About this exercise
Say how many of the lines below hold "cells", writing the number and nothing more.

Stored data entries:

◇ ◇ ◇ ◇ ◇

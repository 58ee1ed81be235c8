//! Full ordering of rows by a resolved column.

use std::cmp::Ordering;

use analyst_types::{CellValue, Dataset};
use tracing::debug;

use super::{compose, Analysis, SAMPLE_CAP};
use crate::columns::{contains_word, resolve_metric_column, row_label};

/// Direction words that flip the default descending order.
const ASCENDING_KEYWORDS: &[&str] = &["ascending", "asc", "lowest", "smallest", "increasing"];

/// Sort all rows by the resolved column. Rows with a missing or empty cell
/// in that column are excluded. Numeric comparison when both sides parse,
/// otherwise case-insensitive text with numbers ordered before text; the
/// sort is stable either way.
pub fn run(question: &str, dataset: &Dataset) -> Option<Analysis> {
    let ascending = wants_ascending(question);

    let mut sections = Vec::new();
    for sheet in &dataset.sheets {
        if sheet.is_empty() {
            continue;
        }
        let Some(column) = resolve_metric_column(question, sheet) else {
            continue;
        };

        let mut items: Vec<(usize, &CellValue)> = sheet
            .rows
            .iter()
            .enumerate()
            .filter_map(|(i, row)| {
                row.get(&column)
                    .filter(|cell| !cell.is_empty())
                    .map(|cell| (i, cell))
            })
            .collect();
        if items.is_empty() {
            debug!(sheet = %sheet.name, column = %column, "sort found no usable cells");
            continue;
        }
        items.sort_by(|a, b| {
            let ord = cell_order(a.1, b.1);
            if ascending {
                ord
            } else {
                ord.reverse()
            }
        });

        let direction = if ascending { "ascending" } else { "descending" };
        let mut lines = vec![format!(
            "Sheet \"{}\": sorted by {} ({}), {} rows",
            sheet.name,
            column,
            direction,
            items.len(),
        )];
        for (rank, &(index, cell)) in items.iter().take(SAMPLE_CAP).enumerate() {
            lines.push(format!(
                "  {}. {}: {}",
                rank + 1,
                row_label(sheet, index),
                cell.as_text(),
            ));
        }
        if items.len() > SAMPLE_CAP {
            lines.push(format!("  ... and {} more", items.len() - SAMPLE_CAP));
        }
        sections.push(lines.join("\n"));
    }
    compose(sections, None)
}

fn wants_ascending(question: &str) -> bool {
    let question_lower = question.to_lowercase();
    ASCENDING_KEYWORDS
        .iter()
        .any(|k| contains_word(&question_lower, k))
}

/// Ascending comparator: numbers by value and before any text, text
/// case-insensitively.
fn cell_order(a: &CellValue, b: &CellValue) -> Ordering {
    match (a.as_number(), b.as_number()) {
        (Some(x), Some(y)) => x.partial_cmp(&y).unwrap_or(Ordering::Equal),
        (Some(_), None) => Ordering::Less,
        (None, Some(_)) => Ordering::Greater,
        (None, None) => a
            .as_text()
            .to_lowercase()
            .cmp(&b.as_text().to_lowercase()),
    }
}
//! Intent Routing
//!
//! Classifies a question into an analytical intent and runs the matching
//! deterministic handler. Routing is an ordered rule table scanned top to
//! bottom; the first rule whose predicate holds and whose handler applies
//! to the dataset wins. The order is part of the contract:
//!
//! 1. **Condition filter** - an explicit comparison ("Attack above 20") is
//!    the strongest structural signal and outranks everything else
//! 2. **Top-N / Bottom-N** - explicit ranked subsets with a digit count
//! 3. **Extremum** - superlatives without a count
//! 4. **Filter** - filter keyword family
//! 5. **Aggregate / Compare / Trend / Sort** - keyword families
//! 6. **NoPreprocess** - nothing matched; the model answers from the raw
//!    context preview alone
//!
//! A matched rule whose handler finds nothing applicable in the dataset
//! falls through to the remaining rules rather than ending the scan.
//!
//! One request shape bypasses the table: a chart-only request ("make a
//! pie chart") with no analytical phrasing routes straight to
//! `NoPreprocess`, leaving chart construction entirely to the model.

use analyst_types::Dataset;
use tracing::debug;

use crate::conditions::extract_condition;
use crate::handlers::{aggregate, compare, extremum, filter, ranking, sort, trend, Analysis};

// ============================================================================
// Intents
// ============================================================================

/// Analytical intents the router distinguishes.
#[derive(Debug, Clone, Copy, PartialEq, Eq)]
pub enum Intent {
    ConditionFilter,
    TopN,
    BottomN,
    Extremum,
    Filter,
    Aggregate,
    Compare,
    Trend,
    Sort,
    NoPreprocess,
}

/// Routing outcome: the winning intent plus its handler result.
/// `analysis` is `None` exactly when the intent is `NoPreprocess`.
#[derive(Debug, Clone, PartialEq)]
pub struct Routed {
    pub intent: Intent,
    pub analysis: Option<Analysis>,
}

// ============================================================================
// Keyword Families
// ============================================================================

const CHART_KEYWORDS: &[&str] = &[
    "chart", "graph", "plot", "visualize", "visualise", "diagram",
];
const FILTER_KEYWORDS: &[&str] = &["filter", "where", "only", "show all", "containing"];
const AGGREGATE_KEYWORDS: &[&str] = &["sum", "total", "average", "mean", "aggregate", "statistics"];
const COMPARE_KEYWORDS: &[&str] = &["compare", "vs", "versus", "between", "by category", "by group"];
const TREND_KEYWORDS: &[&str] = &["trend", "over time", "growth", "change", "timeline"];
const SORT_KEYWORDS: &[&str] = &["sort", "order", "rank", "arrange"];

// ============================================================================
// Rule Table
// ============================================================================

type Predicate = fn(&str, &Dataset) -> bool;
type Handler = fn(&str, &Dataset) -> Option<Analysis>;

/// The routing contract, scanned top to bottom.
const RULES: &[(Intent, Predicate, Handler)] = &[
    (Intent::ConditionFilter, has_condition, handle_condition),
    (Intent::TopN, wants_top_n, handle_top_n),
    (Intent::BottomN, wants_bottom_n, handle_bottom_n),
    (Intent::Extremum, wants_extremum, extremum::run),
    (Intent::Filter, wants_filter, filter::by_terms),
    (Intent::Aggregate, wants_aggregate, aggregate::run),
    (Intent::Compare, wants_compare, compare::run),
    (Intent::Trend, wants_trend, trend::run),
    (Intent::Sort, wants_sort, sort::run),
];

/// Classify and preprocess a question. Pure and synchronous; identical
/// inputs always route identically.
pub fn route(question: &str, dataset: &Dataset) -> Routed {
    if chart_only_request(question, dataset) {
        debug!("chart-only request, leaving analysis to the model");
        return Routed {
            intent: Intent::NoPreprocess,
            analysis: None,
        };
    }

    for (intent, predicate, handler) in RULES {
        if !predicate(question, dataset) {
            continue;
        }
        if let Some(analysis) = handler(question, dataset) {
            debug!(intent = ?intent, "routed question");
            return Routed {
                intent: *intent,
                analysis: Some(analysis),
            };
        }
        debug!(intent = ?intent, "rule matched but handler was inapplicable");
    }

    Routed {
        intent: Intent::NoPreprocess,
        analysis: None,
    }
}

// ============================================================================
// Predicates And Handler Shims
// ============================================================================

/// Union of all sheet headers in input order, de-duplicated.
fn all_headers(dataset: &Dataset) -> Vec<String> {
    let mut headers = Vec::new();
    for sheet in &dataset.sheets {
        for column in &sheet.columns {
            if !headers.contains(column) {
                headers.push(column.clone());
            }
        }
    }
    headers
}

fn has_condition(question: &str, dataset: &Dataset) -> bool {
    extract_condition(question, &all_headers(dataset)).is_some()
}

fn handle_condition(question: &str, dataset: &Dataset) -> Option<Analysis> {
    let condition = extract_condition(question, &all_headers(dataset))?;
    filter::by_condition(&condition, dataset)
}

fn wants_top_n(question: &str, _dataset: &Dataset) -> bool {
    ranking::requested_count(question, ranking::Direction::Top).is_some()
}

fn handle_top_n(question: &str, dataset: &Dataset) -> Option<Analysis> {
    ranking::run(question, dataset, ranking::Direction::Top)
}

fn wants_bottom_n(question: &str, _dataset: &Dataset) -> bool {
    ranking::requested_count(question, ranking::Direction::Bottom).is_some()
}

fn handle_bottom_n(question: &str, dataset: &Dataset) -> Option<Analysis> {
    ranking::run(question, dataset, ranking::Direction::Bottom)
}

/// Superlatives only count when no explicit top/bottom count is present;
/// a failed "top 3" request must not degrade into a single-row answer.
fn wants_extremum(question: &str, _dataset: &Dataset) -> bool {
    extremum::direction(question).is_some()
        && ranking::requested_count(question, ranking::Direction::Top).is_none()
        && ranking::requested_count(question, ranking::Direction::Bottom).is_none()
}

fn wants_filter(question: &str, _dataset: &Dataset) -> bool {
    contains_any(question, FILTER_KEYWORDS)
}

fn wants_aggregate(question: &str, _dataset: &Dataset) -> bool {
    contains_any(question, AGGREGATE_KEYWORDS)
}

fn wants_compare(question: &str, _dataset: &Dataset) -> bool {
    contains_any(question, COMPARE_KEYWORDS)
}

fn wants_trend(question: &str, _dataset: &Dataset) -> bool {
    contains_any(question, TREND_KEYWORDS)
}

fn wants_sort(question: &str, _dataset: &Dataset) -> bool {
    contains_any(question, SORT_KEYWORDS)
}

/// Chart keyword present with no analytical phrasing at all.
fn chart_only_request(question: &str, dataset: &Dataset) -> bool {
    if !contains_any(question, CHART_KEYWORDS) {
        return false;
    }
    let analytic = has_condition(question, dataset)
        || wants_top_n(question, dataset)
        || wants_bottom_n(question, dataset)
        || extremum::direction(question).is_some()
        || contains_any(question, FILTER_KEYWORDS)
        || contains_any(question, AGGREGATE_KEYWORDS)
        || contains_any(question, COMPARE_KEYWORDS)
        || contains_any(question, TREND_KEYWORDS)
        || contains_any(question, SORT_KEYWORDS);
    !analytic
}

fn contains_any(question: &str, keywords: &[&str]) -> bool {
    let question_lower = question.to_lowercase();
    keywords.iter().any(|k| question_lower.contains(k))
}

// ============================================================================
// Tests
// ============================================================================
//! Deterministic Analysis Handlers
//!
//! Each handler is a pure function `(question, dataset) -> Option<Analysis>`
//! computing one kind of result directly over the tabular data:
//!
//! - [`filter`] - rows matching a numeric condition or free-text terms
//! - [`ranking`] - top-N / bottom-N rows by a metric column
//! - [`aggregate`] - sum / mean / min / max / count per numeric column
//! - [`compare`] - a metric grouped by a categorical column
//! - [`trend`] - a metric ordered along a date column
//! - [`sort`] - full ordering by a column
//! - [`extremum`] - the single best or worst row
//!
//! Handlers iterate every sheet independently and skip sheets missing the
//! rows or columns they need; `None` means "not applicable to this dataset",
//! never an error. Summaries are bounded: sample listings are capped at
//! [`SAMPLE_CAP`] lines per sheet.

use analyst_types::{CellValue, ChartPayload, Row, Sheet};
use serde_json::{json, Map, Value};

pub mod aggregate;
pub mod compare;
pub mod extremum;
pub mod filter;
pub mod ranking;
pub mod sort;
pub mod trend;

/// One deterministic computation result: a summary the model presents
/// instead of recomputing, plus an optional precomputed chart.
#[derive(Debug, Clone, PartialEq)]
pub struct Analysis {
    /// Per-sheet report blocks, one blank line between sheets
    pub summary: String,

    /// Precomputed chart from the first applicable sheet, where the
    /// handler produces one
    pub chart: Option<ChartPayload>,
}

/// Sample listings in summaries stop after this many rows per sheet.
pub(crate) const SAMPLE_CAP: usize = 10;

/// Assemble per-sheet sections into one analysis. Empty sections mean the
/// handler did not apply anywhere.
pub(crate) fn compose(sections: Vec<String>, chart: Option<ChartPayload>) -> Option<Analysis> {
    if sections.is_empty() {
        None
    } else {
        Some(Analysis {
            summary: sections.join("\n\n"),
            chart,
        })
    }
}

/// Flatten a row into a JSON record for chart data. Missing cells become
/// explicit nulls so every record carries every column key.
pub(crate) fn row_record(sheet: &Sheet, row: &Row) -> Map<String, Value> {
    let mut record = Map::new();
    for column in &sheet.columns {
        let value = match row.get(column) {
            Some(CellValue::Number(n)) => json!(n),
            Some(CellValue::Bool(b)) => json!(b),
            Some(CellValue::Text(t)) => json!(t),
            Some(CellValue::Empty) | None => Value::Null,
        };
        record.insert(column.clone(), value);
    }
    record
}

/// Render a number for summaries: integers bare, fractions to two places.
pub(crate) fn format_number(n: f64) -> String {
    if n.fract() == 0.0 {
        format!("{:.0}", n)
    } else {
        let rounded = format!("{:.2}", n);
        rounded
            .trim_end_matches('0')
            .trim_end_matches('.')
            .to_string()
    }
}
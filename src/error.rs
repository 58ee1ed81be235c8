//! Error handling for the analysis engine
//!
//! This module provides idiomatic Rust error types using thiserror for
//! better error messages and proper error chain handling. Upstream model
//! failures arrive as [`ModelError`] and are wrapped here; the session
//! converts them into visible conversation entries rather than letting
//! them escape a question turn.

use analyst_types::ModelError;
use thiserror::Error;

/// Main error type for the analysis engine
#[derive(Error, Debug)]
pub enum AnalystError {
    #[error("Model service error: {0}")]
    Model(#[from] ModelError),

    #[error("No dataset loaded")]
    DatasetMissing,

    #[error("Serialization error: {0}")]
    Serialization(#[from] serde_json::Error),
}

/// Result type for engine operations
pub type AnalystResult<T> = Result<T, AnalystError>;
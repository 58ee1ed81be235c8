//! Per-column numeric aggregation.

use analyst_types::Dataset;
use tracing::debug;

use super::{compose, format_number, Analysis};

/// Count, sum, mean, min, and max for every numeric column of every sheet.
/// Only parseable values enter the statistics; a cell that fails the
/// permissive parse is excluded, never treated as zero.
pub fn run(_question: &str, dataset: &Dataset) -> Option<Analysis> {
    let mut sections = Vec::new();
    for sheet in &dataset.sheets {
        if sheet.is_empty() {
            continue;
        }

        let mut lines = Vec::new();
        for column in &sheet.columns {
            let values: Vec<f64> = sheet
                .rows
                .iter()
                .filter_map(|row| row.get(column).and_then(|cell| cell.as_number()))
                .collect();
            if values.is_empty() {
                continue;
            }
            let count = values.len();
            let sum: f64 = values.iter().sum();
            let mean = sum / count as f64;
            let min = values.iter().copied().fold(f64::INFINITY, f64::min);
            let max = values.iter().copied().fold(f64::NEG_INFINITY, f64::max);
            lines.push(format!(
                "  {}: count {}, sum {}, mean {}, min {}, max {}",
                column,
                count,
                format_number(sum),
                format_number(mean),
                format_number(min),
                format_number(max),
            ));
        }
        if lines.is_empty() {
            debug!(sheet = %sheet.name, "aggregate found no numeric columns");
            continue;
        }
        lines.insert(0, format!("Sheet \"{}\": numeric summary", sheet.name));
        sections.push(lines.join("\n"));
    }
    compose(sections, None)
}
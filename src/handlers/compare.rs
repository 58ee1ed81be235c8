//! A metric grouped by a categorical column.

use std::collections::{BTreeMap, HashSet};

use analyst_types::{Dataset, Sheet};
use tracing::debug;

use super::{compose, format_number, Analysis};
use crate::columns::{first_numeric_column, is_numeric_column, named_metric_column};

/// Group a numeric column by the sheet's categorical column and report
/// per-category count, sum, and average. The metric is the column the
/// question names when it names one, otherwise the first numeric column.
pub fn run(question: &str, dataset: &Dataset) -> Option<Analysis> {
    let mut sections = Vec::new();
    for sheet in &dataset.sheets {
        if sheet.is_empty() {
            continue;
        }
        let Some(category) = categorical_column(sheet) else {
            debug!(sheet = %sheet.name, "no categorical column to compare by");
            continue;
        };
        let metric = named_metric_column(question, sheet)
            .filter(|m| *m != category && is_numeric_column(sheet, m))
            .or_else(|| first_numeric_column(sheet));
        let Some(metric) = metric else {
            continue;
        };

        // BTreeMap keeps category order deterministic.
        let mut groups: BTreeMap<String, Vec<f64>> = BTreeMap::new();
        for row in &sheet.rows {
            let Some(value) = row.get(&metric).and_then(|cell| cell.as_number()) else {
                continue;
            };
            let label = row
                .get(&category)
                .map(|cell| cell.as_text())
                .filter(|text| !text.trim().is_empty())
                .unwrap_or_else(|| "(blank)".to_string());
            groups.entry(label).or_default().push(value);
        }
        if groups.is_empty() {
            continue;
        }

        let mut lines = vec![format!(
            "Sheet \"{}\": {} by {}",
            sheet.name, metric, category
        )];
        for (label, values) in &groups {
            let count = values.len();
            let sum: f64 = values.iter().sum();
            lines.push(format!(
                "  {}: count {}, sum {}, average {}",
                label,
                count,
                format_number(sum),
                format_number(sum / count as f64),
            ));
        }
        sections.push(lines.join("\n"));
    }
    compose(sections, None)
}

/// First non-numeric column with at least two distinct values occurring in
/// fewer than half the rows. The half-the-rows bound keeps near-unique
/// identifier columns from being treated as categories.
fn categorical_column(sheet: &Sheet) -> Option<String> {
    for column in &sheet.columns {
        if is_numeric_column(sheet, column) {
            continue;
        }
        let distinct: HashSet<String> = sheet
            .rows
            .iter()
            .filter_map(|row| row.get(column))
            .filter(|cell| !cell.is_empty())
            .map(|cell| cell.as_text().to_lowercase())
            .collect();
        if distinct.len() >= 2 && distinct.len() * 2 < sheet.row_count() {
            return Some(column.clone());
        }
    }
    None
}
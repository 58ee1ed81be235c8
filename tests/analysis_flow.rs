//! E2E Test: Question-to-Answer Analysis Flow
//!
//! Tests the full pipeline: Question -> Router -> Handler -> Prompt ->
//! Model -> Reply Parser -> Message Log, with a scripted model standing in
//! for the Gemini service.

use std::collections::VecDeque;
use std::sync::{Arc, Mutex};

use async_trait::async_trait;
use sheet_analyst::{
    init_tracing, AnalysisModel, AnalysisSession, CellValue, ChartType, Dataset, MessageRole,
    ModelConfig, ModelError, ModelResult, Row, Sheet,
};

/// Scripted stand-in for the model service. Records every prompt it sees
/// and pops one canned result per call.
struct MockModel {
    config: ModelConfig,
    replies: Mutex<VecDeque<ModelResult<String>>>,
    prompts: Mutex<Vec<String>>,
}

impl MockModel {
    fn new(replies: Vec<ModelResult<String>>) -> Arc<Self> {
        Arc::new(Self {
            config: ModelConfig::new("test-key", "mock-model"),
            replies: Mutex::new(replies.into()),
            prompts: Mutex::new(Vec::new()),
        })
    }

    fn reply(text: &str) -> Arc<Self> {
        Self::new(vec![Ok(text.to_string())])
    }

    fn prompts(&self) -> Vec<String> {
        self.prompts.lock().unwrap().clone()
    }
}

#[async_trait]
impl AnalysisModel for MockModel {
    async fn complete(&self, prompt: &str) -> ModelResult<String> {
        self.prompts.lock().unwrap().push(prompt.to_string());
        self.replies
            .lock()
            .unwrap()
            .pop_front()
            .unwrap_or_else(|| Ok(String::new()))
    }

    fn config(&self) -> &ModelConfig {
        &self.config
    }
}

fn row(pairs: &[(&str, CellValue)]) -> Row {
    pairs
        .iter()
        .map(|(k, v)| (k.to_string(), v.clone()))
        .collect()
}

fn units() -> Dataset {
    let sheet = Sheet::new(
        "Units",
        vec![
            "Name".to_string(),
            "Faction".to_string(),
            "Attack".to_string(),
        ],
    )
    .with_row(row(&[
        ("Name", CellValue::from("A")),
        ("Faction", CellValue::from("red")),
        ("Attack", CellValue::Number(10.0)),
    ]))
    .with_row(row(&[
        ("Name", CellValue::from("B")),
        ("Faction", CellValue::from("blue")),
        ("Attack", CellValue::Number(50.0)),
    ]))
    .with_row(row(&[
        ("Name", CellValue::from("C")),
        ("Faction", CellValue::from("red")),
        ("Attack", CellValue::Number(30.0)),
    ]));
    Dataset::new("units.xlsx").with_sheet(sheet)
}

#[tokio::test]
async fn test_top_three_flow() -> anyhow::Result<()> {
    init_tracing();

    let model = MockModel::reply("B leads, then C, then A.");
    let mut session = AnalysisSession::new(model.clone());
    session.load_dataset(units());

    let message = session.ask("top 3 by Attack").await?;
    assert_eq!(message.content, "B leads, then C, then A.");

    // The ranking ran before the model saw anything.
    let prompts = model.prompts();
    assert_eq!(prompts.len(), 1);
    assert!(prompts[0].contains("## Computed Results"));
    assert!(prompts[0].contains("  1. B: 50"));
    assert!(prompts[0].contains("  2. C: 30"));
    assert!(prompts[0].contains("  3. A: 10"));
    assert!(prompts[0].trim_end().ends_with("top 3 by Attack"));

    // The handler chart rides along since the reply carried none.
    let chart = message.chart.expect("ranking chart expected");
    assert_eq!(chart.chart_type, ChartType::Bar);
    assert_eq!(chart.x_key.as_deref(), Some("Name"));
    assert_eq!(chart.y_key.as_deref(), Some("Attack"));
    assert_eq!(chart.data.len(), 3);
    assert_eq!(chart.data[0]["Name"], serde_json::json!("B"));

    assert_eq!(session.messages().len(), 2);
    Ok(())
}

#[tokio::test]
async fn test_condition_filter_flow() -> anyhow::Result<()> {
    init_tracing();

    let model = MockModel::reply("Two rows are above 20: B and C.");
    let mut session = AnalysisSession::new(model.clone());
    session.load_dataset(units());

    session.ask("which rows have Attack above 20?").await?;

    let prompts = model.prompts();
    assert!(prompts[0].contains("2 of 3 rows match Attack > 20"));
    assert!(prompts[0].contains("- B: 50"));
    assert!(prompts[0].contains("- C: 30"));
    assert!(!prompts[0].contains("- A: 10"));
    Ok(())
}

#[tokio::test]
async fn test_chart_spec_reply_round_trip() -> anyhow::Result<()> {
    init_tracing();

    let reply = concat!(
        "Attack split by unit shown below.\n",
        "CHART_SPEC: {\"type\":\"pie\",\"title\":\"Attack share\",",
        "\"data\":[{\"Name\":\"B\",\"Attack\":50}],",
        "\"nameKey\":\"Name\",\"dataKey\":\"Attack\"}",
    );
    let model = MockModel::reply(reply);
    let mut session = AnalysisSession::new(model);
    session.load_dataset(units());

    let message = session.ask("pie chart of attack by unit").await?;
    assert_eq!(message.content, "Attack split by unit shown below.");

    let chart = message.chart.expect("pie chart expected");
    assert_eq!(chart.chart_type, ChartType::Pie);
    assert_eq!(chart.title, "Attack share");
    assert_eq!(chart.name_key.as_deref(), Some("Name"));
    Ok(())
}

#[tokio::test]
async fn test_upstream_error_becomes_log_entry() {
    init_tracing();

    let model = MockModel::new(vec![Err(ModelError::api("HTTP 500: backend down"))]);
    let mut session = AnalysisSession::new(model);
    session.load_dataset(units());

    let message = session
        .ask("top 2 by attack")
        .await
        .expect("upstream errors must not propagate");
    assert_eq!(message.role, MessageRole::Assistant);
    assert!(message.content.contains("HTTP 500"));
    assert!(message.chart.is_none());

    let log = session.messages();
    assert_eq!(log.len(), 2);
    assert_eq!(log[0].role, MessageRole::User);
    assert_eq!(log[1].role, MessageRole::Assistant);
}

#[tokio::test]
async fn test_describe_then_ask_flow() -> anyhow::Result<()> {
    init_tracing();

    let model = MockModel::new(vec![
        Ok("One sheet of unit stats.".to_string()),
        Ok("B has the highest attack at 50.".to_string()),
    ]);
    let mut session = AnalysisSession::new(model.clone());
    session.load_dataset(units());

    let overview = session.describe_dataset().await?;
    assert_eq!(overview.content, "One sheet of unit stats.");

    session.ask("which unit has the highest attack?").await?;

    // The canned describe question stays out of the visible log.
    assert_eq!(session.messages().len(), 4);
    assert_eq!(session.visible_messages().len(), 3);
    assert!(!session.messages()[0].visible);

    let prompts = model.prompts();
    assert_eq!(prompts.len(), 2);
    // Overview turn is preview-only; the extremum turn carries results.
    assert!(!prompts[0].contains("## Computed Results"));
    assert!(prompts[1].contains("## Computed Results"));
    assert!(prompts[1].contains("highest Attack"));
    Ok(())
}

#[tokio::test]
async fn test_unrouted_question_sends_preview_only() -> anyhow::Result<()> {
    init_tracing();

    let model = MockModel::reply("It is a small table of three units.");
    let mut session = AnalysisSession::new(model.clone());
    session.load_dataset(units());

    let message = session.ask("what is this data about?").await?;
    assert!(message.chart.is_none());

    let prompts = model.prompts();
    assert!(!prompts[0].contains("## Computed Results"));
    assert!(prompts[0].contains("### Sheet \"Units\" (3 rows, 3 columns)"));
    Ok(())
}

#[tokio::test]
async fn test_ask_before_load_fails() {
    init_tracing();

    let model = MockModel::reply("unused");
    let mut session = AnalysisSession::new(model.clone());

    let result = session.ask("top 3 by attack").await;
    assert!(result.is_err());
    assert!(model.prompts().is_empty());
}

◇ ◇ ◇ ◇ ◇

Exercise solution
2